BlackBerry doesn’t really offer its own cloud services, with two exceptions: BlackBerry Protect and the cryptographic key linked to your BlackBerry ID that’s used to encrypt and decrypt device backups. As you may recall, all BlackBerry 10 backups are encrypted—not with a password, but with a cryptographic key tied to your BlackBerry ID. That key is stored in the cloud and, with the right know‑how, can be extracted. Given that BlackBerry ID doesn’t support two‑factor authentication, the security of storing this key is questionable.

By the way, about two‑factor authentication for BlackBerry ID: it doesn’t exist. Big, fat period.

BlackBerry Protect is designed to keep thieves from using a stolen phone.
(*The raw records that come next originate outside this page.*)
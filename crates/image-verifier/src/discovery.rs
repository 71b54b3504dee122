//! Image tag discovery from the working directory listing.

use std::fmt;
use std::path::Path;
use std::sync::LazyLock;

use regex::Regex;
use serde::{Deserialize, Serialize};
use tracing::{debug, info};

use crate::error::{Error, Result};

static TAG_PATTERN: LazyLock<Regex> = LazyLock::new(|| {
    Regex::new(r"^[0-9]+\.[0-9]*-.*$").expect("tag pattern is a valid regex")
});

/// Tag of one image variant, e.g. `12.0-jre21`
#[derive(Debug, Clone, PartialEq, Eq, Hash, Serialize, Deserialize)]
#[serde(transparent)]
pub struct ImageTag(String);

impl ImageTag {
    /// Wrap a name that matches the tag pattern
    pub fn parse(name: &str) -> Option<Self> {
        is_image_tag(name).then(|| Self(name.to_string()))
    }

    /// The tag text
    pub fn as_str(&self) -> &str {
        &self.0
    }

    /// Full image reference, `<image_name>:<tag>`
    pub fn image_reference(&self, image_name: &str) -> String {
        format!("{}:{}", image_name, self.0)
    }
}

impl fmt::Display for ImageTag {
    fn fmt(&self, f: &mut fmt::Formatter<'_>) -> fmt::Result {
        f.write_str(&self.0)
    }
}

impl AsRef<str> for ImageTag {
    fn as_ref(&self) -> &str {
        &self.0
    }
}

/// Whether a directory entry name looks like `<major>.<minor>-<suffix>`
pub fn is_image_tag(name: &str) -> bool {
    TAG_PATTERN.is_match(name)
}

/// List `dir` (non-recursively) and keep the entries whose names are image tags.
///
/// Tags are returned in listing order. Names that are not valid UTF-8 are
/// skipped. Any listing error is fatal.
pub fn discover_image_tags(dir: &Path) -> Result<Vec<ImageTag>> {
    let discovery_error = |source| Error::Discovery {
        path: dir.to_path_buf(),
        source,
    };

    let mut tags = Vec::new();
    for entry in std::fs::read_dir(dir).map_err(discovery_error)? {
        let entry = entry.map_err(discovery_error)?;
        let file_name = entry.file_name();
        let Some(name) = file_name.to_str() else {
            debug!("Skipping non UTF-8 entry {:?}", file_name);
            continue;
        };
        if let Some(tag) = ImageTag::parse(name) {
            tags.push(tag);
        }
    }

    info!("Discovered image tags in {}: {:?}", dir.display(), tags);
    Ok(tags)
}
//! Landing submissions.
//!
//! Turns the free-form text an enumerator sends into a validated
//! [`Submission`].

mod parser;
mod volume;

pub use parser::{FieldKey, Submission};
pub use volume::Volume;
If you factory-reset the device (or enter the wrong password ten times in a row), you’ll have to sign in with the same account that was active before the reset to complete setup. Deleted that account? Tough luck—the device becomes a brick. In theory, at least.
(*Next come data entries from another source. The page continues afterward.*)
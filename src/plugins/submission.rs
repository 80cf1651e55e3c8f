//! Landing submission plugin.
//!
//! Any non-command text from an officer is treated as a landing report:
//! parse, validate volume, resolve the vessel/gear/species codes, then
//! append one [`LandingRecord`].

use chrono::{SecondsFormat, Utc};
use serde_json::Value;
use tracing::{debug, info, warn};

use crate::bot::dispatcher::AppState;
use crate::bot::update::InboundMessage;
use crate::database::models::{
    GearReference, LandingRecord, SpeciesReference, VesselReference, collections, decode_reference,
};
use crate::database::{ReferenceStore, StorePath};
use crate::errors::Result;
use crate::landing::{Submission, Volume};
use crate::texts;

/// Handle a free-text landing submission.
pub async fn submission_handler(state: &AppState, msg: &InboundMessage) -> Result<()> {
    if !is_officer(state.store.as_ref(), msg.sender_id).await {
        return state.reply(msg, texts::NOT_REGISTERED).await;
    }

    let submission = match Submission::parse(&msg.text) {
        Ok(s) => s,
        Err(e) => {
            debug!("Rejected submission from {}: {}", msg.sender_id, e);
            return state.reply(msg, texts::INCOMPLETE_FORMAT).await;
        }
    };

    let volume = match Volume::parse(&submission.volume) {
        Ok(v) => v,
        Err(e) => {
            debug!("Rejected submission from {}: {}", msg.sender_id, e);
            return state.reply(msg, texts::INVALID_VOLUME).await;
        }
    };

    let Some(references) = resolve_references(state.store.as_ref(), &submission).await else {
        return state.reply(msg, texts::REFERENCE_NOT_FOUND).await;
    };

    let record = build_record(
        &submission,
        &volume,
        references,
        msg,
        Utc::now().to_rfc3339_opts(SecondsFormat::Millis, true),
    );

    let key = state
        .store
        .append(collections::LANDINGS, &serde_json::to_value(&record)?)
        .await?;

    info!(
        "Landing {} stored: vessel {} species {} volume {} {} by {}",
        key,
        record.vessel_code,
        record.species_code,
        volume.value(),
        record.unit,
        msg.sender_id
    );

    state.reply(msg, &texts::landing_saved(&record)).await
}

/// Read that treats store failures as "not found".
async fn lookup(store: &dyn ReferenceStore, path: StorePath) -> Option<Value> {
    match store.get(&path).await {
        Ok(value) => value,
        Err(e) => {
            warn!("Store error at {}: {}", path, e);
            None
        }
    }
}

async fn is_officer(store: &dyn ReferenceStore, sender_id: u64) -> bool {
    lookup(store, StorePath::new(collections::OFFICERS, sender_id.to_string()))
        .await
        .is_some()
}

struct References {
    vessel: VesselReference,
    gear: GearReference,
    species: SpeciesReference,
}

/// Look up all three codes; `None` if any is missing.
async fn resolve_references(store: &dyn ReferenceStore, submission: &Submission) -> Option<References> {
    let (vessel, gear, species) = tokio::join!(
        lookup(store, StorePath::new(collections::VESSELS, &submission.vessel_code)),
        lookup(store, StorePath::new(collections::GEARS, &submission.gear_code)),
        lookup(store, StorePath::new(collections::SPECIES, &submission.species_code)),
    );

    debug!(
        "Reference lookup {}/{}/{}: vessel={} gear={} species={}",
        submission.vessel_code,
        submission.gear_code,
        submission.species_code,
        vessel.is_some(),
        gear.is_some(),
        species.is_some()
    );

    Some(References {
        vessel: decode_reference(vessel?),
        gear: decode_reference(gear?),
        species: decode_reference(species?),
    })
}

fn build_record(
    submission: &Submission,
    volume: &Volume,
    references: References,
    msg: &InboundMessage,
    submitted_at: String,
) -> LandingRecord {
    let References {
        vessel,
        gear,
        species,
    } = references;

    LandingRecord {
        landing_type: submission.landing_type.as_str().to_string(),
        vessel_code: submission.vessel_code.clone(),
        vessel_name: vessel.display_name(),
        vessel_tonnage: vessel
            .tonnage
            .filter(|t| !t.is_null())
            .unwrap_or_else(|| Value::String(String::new())),
        vessel_owner: vessel.owner.unwrap_or_default(),
        gear_code: submission.gear_code.clone(),
        gear_name: gear.display_name(),
        unit: submission.unit.clone(),
        species_code: submission.species_code.clone(),
        species_name: species.display_name(),
        volume: volume.as_str().to_string(),
        submitted_by: msg.identity(),
        submitter_id: msg.sender_id,
        submitted_at,
    }
}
In practice, on 10.3.2 and earlier you could bypass BlackBerry Protect by flashing a developer OS autoloader and then registering the device to a different account. You’d think the 18 months the company spent on 10.3.3 would be enough to close that hole. And indeed, they closed this hole. Now, to bypass BlackBerry Protect you just replace the BlackBerry Protect app in the prebuilt autoloader file. Five minutes—ten, tops. It’s actually more convenient; no need to hunt for a developer autoloader. Amen.

Finally, encryption. In BlackBerry 10, encryption is—surprisingly—optional:

Enabling encryption
Enabling encryption

It’s optional. Even with encryption enabled, data protection is essentially single-layer: there’s no system-wide equivalent to iOS Keychain. There is a trusted zone, and it does store the key used to encrypt backups, but the system doesn’t broadly apply an additional encryption layer to protect user data.
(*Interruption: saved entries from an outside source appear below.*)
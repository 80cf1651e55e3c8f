//! User-facing reply texts (Indonesian).
//!
//! Everything sent with [`TextMode::Markdown`](crate::bot::messenger::TextMode) uses
//! Telegram's legacy Markdown.

use crate::database::models::LandingRecord;

/// Liveness reply for non-POST requests.
pub const ALIVE: &str = "🚀 Bot Appendiks aktif.";

pub const START: &str = "👋 *Halo, Petugas Enumerator!*

Selamat datang di *Bot Pendataan Pendaratan Ikan Appendiks* 🐟🚤.

Bot ini membantu Anda *mencatat data pendaratan ikan secara cepat dan rapi* langsung dari Telegram, sehingga Anda *tidak perlu repot mencatat manual dan rekap ulang*.

✨ *Fitur Bot:*
✅ Input data pendaratan langsung via chat
✅ Validasi kode kapal, alat tangkap, dan jenis ikan otomatis
✅ Data langsung tersimpan ke sistem secara real-time
✅ Mudah digunakan kapan saja, di mana saja

✨ *Cara Penggunaan:*
1️⃣ Ketik /format untuk melihat format input.
2️⃣ Ketik /daftar jika Anda belum terdaftar.
3️⃣ Setelah terdaftar, Anda dapat langsung mengirim data pendaratan sesuai format.

🪐 Data Anda akan membantu *pengelolaan sumber daya ikan lebih baik dan akurat*.
Terima kasih telah menjadi bagian dari *Enumerasi Cerdas Appendiks*.

*Salam, Tim Appendiks*";

pub const FORMAT: &str = "✏️ *Format Input:*

```
L OR NL : NL
Kode Kapal : 1422
Kode Alat : JIH
Satuan : KG
Kode Ikan : TNL
Volume : 200
```
_Tekan lama untuk salin._";

pub const ALREADY_REGISTERED: &str = "✅ Anda sudah terdaftar dan dapat menggunakan bot ini.";
pub const REGISTRATION_SUBMITTED: &str = "🕐 Permintaan pendaftaran terkirim. Tunggu verifikasi admin.";
pub const NOT_REGISTERED: &str = "❌ Anda belum terdaftar sebagai petugas.";
pub const INCOMPLETE_FORMAT: &str = "⚠️ Format tidak lengkap. Ketik /format untuk referensi.";
pub const INVALID_VOLUME: &str = "⚠️ Volume tidak valid atau melebihi 500 KG.";
pub const REFERENCE_NOT_FOUND: &str = "❌ Kode Kapal, Alat, atau Ikan tidak ditemukan.";

/// Escape legacy Markdown control characters in interpolated values.
pub fn escape_markdown(text: &str) -> String {
    let mut result = String::with_capacity(text.len());
    for c in text.chars() {
        if matches!(c, '_' | '*' | '`' | '[') {
            result.push('\\');
        }
        result.push(c);
    }
    result
}

/// Confirmation echoed back after a landing is stored.
pub fn landing_saved(record: &LandingRecord) -> String {
    let e = escape_markdown;
    format!(
        "✅ *Data berhasil disimpan:*\n\
         - L OR NL: {}\n\
         - Kapal: {} ({})\n\
         - Alat: {} ({})\n\
         - Jenis Ikan: {} ({})\n\
         - Volume: {} {}",
        e(&record.landing_type),
        e(&record.vessel_name),
        e(&record.vessel_code),
        e(&record.gear_name),
        e(&record.gear_code),
        e(&record.species_name),
        e(&record.species_code),
        e(&record.volume),
        e(&record.unit),
    )
}

/// Plain-text error report sent to the admin chat.
pub fn bot_error(error: &str) -> String {
    format!("🚨 Bot error:\n{error}")
}
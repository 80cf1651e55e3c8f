//! /start command plugin.
//!
//! Sends the onboarding help text.

use crate::bot::dispatcher::AppState;
use crate::bot::update::InboundMessage;
use crate::errors::Result;
use crate::texts;

/// Handle the /start command.
pub async fn start_handler(state: &AppState, msg: &InboundMessage) -> Result<()> {
    state.reply(msg, texts::START).await
}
To be fair, for 2014 the platform’s security was solid, and it hasn’t evolved much since. That said, in other areas—using a corporate BES instead of BlackBerry’s global servers, and enforcing external security policies (including mandatory encryption)—BlackBerry 10 smartphones remain relevant even today. And when it comes to tracking by the manufacturer or third parties, BlackBerry 10 offers the most privacy. (By contrast, the Android-based BlackBerry Priv offers none of that.)

Conclusion

You could write a lot about BlackBerry 10. There’s BlackBerry Blend—an early take on Continuum that arrived several years before Microsoft brought it to their flagships. There’s BlackBerry Travel, which scans incoming emails directly on the device (important! Google’s equivalent processes mail on its own servers) and adds trip details to your calendar. And there are dozens of other small touches that make the phone easier to use and don’t exist on other platforms.

Unfortunately, that story has come to an end. BlackBerry 10 couldn’t hold on to its market share and was pushed out by Android—a platform with an inconsistent architecture and a murky stance on privacy. The reasons include both BlackBerry’s own decisions and the fact that the early versions of the OS were frankly half-baked.

Yes, if BlackBerry had had BlackBerry 10 three years earlier in the shape we see it now, things might have turned out differently. But the first versions were simply unfinished. There was no Android Runtime at first; then came a limited build that forced developers to “wrap” APKs into BAR files; and only at the very end did they release an Android Runtime without artificial constraints.

History doesn’t deal in what‑ifs. BlackBerry 10 is being phased out, and the company has shifted to developing the Hub+ suite of services and Android firmware installed on devices produced under license by TCL.